For instance, the metropolitan area of Houston, TX has been battered over the past ten years by hurricanes. Isaac devastated Texas’ Gulf Coast in August, 2012. Hurricane Harvey struck in August, 2017 and Hurricane Laura in August, 2020. Despite some enlightened leadership in the area with County Judge [Supervisor, Harris County] Lina Hidalgo and Mayor Sylvester Turner, the private sector seems to believe that nothing bad can happen again for another 500 years, and they rebuild in the areas that have been flooded and destroyed. They are aided by state-wide science deniers like Governor Greg Abbott and Senator Ted Cruz.
People who are homeless or starving are not the only displaced people in the world. The world’s population continues to grow, and that puts people in tighter confines with one another. We like to believe that we live in nation-states, but perhaps our second tightest bond to family is our tribes. And as the global population expands and arable land compresses, more tribes are running up against other tribes – ones whose company they would prefer not to keep.
The result is more war and violence. It may be cloaked under the guise of religious differences, or political differences, or economic disparities. In any event, it is more and more difficult for peace-loving people to find areas to live where they are not threatened by other groups of humans.
When people who don’t want to be neighbors are cramped together, anthropologically we know that peaceful resolution of problems is a hard sell. More often than not, violence is the likely modus operandi of settlement. Conflict and violence lead to displacement. Necessary relocation means refugees – often millions of people moving, often by foot, to new places where they think that they will be physically safe and will be able to find gainful work.
Frequently this traffic rapidly changes directions.

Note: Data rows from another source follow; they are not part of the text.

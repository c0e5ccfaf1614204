//! ui::output
//!
//! Diagnostic side channel and result printing.
//!
//! # Design
//!
//! Command results go to stdout. Diagnostics (debug, warnings, errors) go to
//! stderr and respect the verbosity chosen on the command line.

use std::fmt::Display;

/// Output verbosity level.
#[derive(Debug, Clone, Copy, PartialEq, Eq, Default)]
pub enum Verbosity {
    /// Quiet mode - no prompt, no warnings
    Quiet,
    /// Normal mode - standard output
    #[default]
    Normal,
    /// Debug mode - verbose output
    Debug,
}

impl Verbosity {
    /// Create verbosity from flags.
    pub fn from_flags(quiet: bool, debug: bool) -> Self {
        if quiet {
            Verbosity::Quiet
        } else if debug {
            Verbosity::Debug
        } else {
            Verbosity::Normal
        }
    }
}

/// Print a command result. Empty results print nothing.
pub fn result(text: &str) {
    if !text.is_empty() {
        println!("{}", text);
    }
}

/// Print a debug message (only in debug mode).
pub fn debug(message: impl Display, verbosity: Verbosity) {
    if verbosity == Verbosity::Debug {
        eprintln!("[debug] {}", message);
    }
}

/// Print an error message (always shown).
pub fn error(message: impl Display) {
    eprintln!("error: {}", message);
}

/// Print a warning message (respects quiet mode).
pub fn warn(message: impl Display, verbosity: Verbosity) {
    if verbosity != Verbosity::Quiet {
        eprintln!("warning: {}", message);
    }
}
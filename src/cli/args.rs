//! cli::args
//!
//! Command-line argument definitions using clap derive.
//!
//! # Flags
//!
//! - `--help` / `-h`: Show help
//! - `--version`: Show version
//! - `--cwd <path>`: Start the session in this directory
//! - `--debug`: Enable debug logging
//! - `--quiet` / `-q`: No prompt, no warnings
//! - `--command` / `-c <line>`: Run a command line and exit
//! - `--completions <shell>`: Print a completion script and exit

use clap::Parser;
use std::path::PathBuf;

/// dsh - an interactive shell-like file manager
#[derive(Parser, Debug)]
#[command(name = "dsh")]
#[command(author, version, about, long_about = None)]
#[command(after_help = "\
SESSION COMMANDS:
    ls [-nh] [-s] [-sd] [-f]     list the current directory
    cd <dir>                     change directory
    file <file>                  show the start of a file
    sfile <file> <substring>     check a file for a substring
    mkdir <dir> / touch <file>   create
    rmdir <dir> / rmfile <file>  delete
    rndir / rnfile <old> <new>   rename or move

    Escape spaces in names with a backslash: touch my\\ notes.txt

EXAMPLES:
    # Interactive session starting in your home directory
    dsh --cwd ~

    # One-shot commands
    dsh --cwd . -c 'mkdir build' -c 'ls -s'")]
pub struct Cli {
    /// Start the session in this directory
    #[arg(long, value_name = "DIR")]
    pub cwd: Option<PathBuf>,

    /// Enable debug logging
    #[arg(long)]
    pub debug: bool,

    /// No prompt and no warnings
    #[arg(short, long)]
    pub quiet: bool,

    /// Run a command line and exit; may be repeated
    #[arg(short = 'c', long = "command", value_name = "LINE")]
    pub commands: Vec<String>,

    /// Print a shell completion script and exit
    #[arg(long, value_enum, value_name = "SHELL")]
    pub completions: Option<CompletionShell>,
}

impl Cli {
    /// Parse command-line arguments.
    pub fn parse_args() -> Self {
        Parser::parse()
    }
}

/// Supported shells for completion
#[derive(clap::ValueEnum, Debug, Clone, Copy, PartialEq, Eq)]
pub enum CompletionShell {
    Bash,
    Zsh,
    Fish,
    PowerShell,
}
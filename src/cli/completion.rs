//! cli::completion
//!
//! Shell completion scripts for the `dsh` binary.

use std::io::Write;

use crate::cli::args::{Cli, CompletionShell};
use anyhow::Result;
use clap::CommandFactory;
use clap_complete::{generate, shells};

/// Write a completion script for `shell` to `out`.
pub fn completion(shell: CompletionShell, out: &mut dyn Write) -> Result<()> {
    let mut cmd = Cli::command();
    let name = cmd.get_name().to_string();

    match shell {
        CompletionShell::Bash => generate(shells::Bash, &mut cmd, &name, out),
        CompletionShell::Zsh => generate(shells::Zsh, &mut cmd, &name, out),
        CompletionShell::Fish => generate(shells::Fish, &mut cmd, &name, out),
        CompletionShell::PowerShell => generate(shells::PowerShell, &mut cmd, &name, out),
    }

    out.flush()?;
    Ok(())
}

#[cfg(test)]
mod tests {
    use super::*;

    #[test]
    fn bash_script_names_binary() {
        let mut out = Vec::new();
        completion(CompletionShell::Bash, &mut out).unwrap();
        let script = String::from_utf8(out).unwrap();
        assert!(script.contains("dsh"));
        assert!(script.contains("--cwd"));
    }
}
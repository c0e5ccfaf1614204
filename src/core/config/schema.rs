//! core::config::schema
//!
//! Configuration schema types.
//!
//! # Validation
//!
//! Values are validated after parsing: `preview_chars` must be positive and
//! `time_format` must be a valid strftime pattern.

use std::path::PathBuf;

use chrono::format::{Item, StrftimeItems};
use serde::{Deserialize, Serialize};

use super::ConfigError;

/// Default `file` truncation length in characters.
pub const DEFAULT_PREVIEW_CHARS: usize = 200;

/// Default timestamp pattern for full listings.
pub const DEFAULT_TIME_FORMAT: &str = "%Y-%m-%d %H:%M:%S";

/// User configuration.
///
/// # Example
///
/// ```toml
/// start_dir = "/home/me/projects"
/// preview_chars = 200
/// time_format = "%d.%m.%Y %H:%M"
/// ```
#[derive(Debug, Clone, Default, Serialize, Deserialize, PartialEq)]
#[serde(default, deny_unknown_fields)]
pub struct ShellConfig {
    /// Directory a new session starts in
    pub start_dir: Option<PathBuf>,

    /// Number of characters `file` prints
    pub preview_chars: Option<usize>,

    /// strftime pattern for timestamps in `ls -f`
    pub time_format: Option<String>,
}

impl ShellConfig {
    /// Validate the configuration values.
    ///
    /// # Errors
    ///
    /// Returns `ConfigError::InvalidValue` if any value is invalid.
    pub fn validate(&self) -> Result<(), ConfigError> {
        if self.preview_chars == Some(0) {
            return Err(ConfigError::InvalidValue(
                "preview_chars must be greater than 0".into(),
            ));
        }

        if let Some(format) = &self.time_format {
            if StrftimeItems::new(format).any(|item| matches!(item, Item::Error)) {
                return Err(ConfigError::InvalidValue(format!(
                    "invalid time_format '{}'",
                    format
                )));
            }
        }

        Ok(())
    }
}
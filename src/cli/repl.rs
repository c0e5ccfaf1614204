//! cli::repl
//!
//! The read-process-print loop around [`Shell`].
//!
//! Prints `<current dir>: ` as the prompt (unless quiet), reads one line,
//! prints the non-empty outcome. `exit` or end of input ends the loop.

use std::io::{BufRead, Write};

use anyhow::{Context, Result};

use crate::engine::Shell;
use crate::ui::output::{self, Verbosity};

/// Run the loop until `exit` or end of input.
pub fn run<R: BufRead, W: Write>(
    shell: &mut Shell,
    input: R,
    mut out: W,
    verbosity: Verbosity,
) -> Result<()> {
    let prompt = verbosity != Verbosity::Quiet;
    let mut lines = input.lines();

    loop {
        if prompt {
            write!(out, "{}: ", shell.session().current_dir().display())?;
            out.flush()?;
        }

        let Some(line) = lines.next() else {
            if prompt {
                writeln!(out)?;
            }
            break;
        };
        let line = line.context("failed to read command")?;

        if line.trim() == "exit" {
            output::debug("exit requested", verbosity);
            break;
        }

        let result = shell.resolve(&line);
        if !result.is_empty() {
            writeln!(out, "{}", result)?;
        }
    }

    Ok(())
}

In the early 2000s when the U.S. invaded Iraq for no particular reason, millions of Iraqi civilians headed west to Syria where they were welcome in many small villages. But just a few years later, Iraq was more at peace while Syria was engaged in a gruesome civil war with a external counties such as the United States and Russia adding to the mayhem and destruction. By the mid two-thousand-teens, millions of Syrians were fleeing their country, often heading east to Iraq to a land that is similar to their own.
However, in both incarnations of this Middle East refugees-in-motion, many moved toward what they saw as a better life in Europe. In some places, and in cases where the numbers were not too large, the migration to Europe worked, especially since the E.U. was looking for people to fill low-paying jobs. But as the numbers jumped into the millions, the inevitable happened. Refugees were seen as foreigners who were outsiders to their staid communities, and new conflict was born.

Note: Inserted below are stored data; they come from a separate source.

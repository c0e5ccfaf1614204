use std::process::ExitCode;

use dirshell::{cli, ui::output};

fn main() -> ExitCode {
    match cli::run() {
        Ok(()) => ExitCode::SUCCESS,
        Err(err) => {
            output::error(format!("{:#}", err));
            ExitCode::FAILURE
        }
    }
}
//! engine
//!
//! Command dispatch: raw line in, outcome string out.
//!
//! # Flow
//!
//! ```text
//! line -> tokenize -> verb lookup -> arity / flag check -> Session -> text
//! ```
//!
//! # Outcome strings
//!
//! [`Shell::resolve`] always returns text, never an error. An empty string
//! means the command succeeded with nothing to report. Operation failures
//! are rendered from their [`OpError`] message, parse failures from fixed
//! usage strings.
//!
//! # Example
//!
//! ```
//! use dirshell::engine::Shell;
//! use dirshell::directory::Session;
//!
//! let dir = tempfile::TempDir::new().unwrap();
//! let mut shell = Shell::new(Session::new(dir.path()));
//!
//! assert_eq!(shell.resolve("touch notes.txt"), "");
//! assert_eq!(shell.resolve("ls"), "notes.txt");
//! assert_eq!(shell.resolve("ls -a"), "Invalid flag -a");
//! ```

pub mod command;

pub use command::{help_text, ListFlags, Verb};

use crate::core::config::{DEFAULT_PREVIEW_CHARS, DEFAULT_TIME_FORMAT};
use crate::core::list::OrderedList;
use crate::core::tokenizer::tokenize;
use crate::core::types::Entry;
use crate::directory::{OpError, Session};
use crate::ui::format;

/// Dispatcher owning the session it operates on.
#[derive(Debug, Clone)]
pub struct Shell {
    session: Session,
    preview_chars: usize,
    time_format: String,
}

impl Shell {
    /// Create a dispatcher with default preview length and time format.
    pub fn new(session: Session) -> Self {
        Self {
            session,
            preview_chars: DEFAULT_PREVIEW_CHARS,
            time_format: DEFAULT_TIME_FORMAT.to_string(),
        }
    }

    /// Number of characters `file` prints.
    pub fn with_preview_chars(mut self, preview_chars: usize) -> Self {
        self.preview_chars = preview_chars;
        self
    }

    /// strftime pattern for `ls -f`.
    pub fn with_time_format(mut self, time_format: impl Into<String>) -> Self {
        self.time_format = time_format.into();
        self
    }

    /// The session this shell operates on.
    pub fn session(&self) -> &Session {
        &self.session
    }

    /// Interpret one input line and return its outcome string.
    pub fn resolve(&mut self, line: &str) -> String {
        if line.is_empty() {
            return String::new();
        }

        let tokens = tokenize(line);
        let Some(first) = tokens.get(0) else {
            return String::new();
        };

        let Some(verb) = Verb::parse(first) else {
            return format!("Invalid command: {}, try help for the list of commands", line);
        };

        if let Err(usage) = command::check_arity(verb, &tokens) {
            return usage.to_string();
        }

        let args = &tokens.as_slice()[1..];
        match verb {
            Verb::Ls => self.list(args),
            Verb::Cd => outcome(self.session.change_directory(&args[0])),
            Verb::File => self.read(&args[0]),
            Verb::Sfile => self.search(&args[0], &args[1]),
            Verb::Mkdir => outcome(self.session.create_directory(&args[0])),
            Verb::Touch => outcome(self.session.create_file(&args[0])),
            Verb::Rmdir => outcome(self.session.delete_directory(&args[0])),
            Verb::Rmfile => outcome(self.session.delete_file(&args[0])),
            Verb::Rndir => outcome(self.session.rename_directory(&args[0], &args[1])),
            Verb::Rnfile => outcome(self.session.rename_file(&args[0], &args[1])),
            Verb::Help => help_text(self.preview_chars),
        }
    }

    fn list(&self, args: &[String]) -> String {
        let flags = match ListFlags::parse(args) {
            Ok(flags) => flags,
            Err(flag) => return format!("Invalid flag {}", flag),
        };

        let mut files = self.session.list_files();
        let mut directories = self.session.list_directories();

        if flags.no_hidden {
            files = filter_hidden(&files);
            directories = filter_hidden(&directories);
        }
        if flags.sort {
            sort_by_name(&mut files);
            sort_by_name(&mut directories);
        }
        if flags.sort_descending {
            sort_by_name_descending(&mut files);
            sort_by_name_descending(&mut directories);
        }

        if flags.full {
            format::render_full(&directories, &files, &self.time_format)
        } else {
            format::render_names(&directories, &files)
        }
    }

    fn read(&self, name: &str) -> String {
        match self.session.read_file(name) {
            Ok(text) => text.chars().take(self.preview_chars).collect(),
            Err(err) => err.to_string(),
        }
    }

    fn search(&self, name: &str, needle: &str) -> String {
        match self.session.search_file(name, needle) {
            Ok(true) => format!("File {} contains substring: {}", name, needle),
            Ok(false) => format!("File {} does not contain substring: {}", name, needle),
            Err(err) => err.to_string(),
        }
    }
}

fn outcome(result: Result<(), OpError>) -> String {
    match result {
        Ok(()) => String::new(),
        Err(err) => err.to_string(),
    }
}

/// Copy of `entries` without hidden ones, order preserved.
pub fn filter_hidden<T: Entry + Clone>(entries: &OrderedList<T>) -> OrderedList<T> {
    entries.filter_out(|entry| entry.is_hidden())
}

/// Sort ascending by case-insensitive ordinal name.
pub fn sort_by_name<T: Entry>(entries: &mut OrderedList<T>) {
    entries.sort_by_swap(|a, b| name_key(a) > name_key(b));
}

/// Sort descending by case-insensitive ordinal name.
pub fn sort_by_name_descending<T: Entry>(entries: &mut OrderedList<T>) {
    entries.sort_by_swap(|a, b| name_key(a) < name_key(b));
}

fn name_key<T: Entry>(entry: &T) -> String {
    entry.name().to_lowercase()
}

Just as the world needs to create new ways to find homes for local, regional, or global refugees, it needs to do the same for those who are displaced by politics as well as climate. These problems become only more severe as population growth creates more crunches. So, what options to people of the world have?

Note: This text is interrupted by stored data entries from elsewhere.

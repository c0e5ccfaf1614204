//! core
//!
//! Core building blocks for the file manager.
//!
//! # Modules
//!
//! - [`list`] - Ordered result container with comparator sorting
//! - [`tokenizer`] - Command line tokenization with escaped whitespace
//! - [`types`] - Entry snapshots, entry kinds and actions
//! - [`config`] - Configuration schema and loading
//!
//! # Design Principles
//!
//! - Nothing in `core` touches the current-directory session
//! - Snapshots are plain data, captured once and never refreshed

pub mod config;
pub mod list;
pub mod tokenizer;
pub mod types;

There are basically two ways to find venues where displaced people can live:
- Find existing land on our planet which currently is largely uninhabited and has the natural resources to sustain a significant number of human beings.
- Where arable and otherwise resourceful land does not exist, humanity needs to find ways to create new land masses where refugees can move and comfortably live, at least until they are able to find another part of the planet on which to live.
China has built three man-made islands in the South China Sea for military bases against Taiwan and other potential adversaries in the Pacific Rim. Reaction to their construction has ranged from enormous fear of expansion to mockery because there are reports that the islands are falling apart and sinking into the ocean.
Regardless, humankind, under the aegis of the United Nations, needs to find largely unoccupied places for refugees to live. These new homes can be temporary; to give political or climate factors time to reverse themselves. Equally plausible is for them to become “permanent” homes so that they can be free from the strife that caused them such misery in their most recent homes.
Countries large in area such as the United States, Canada, Russia, Greenland, Australia, and others have room for refugee settlements. China is so residentially over-built that it literally has high-rise cities that are vacant and capable of housing literally millions of people.
However, virtually all land on Planet Earth is accounted for. It is either owned by a private enterprise or the government is holding it for recreation, environmental protection or future development.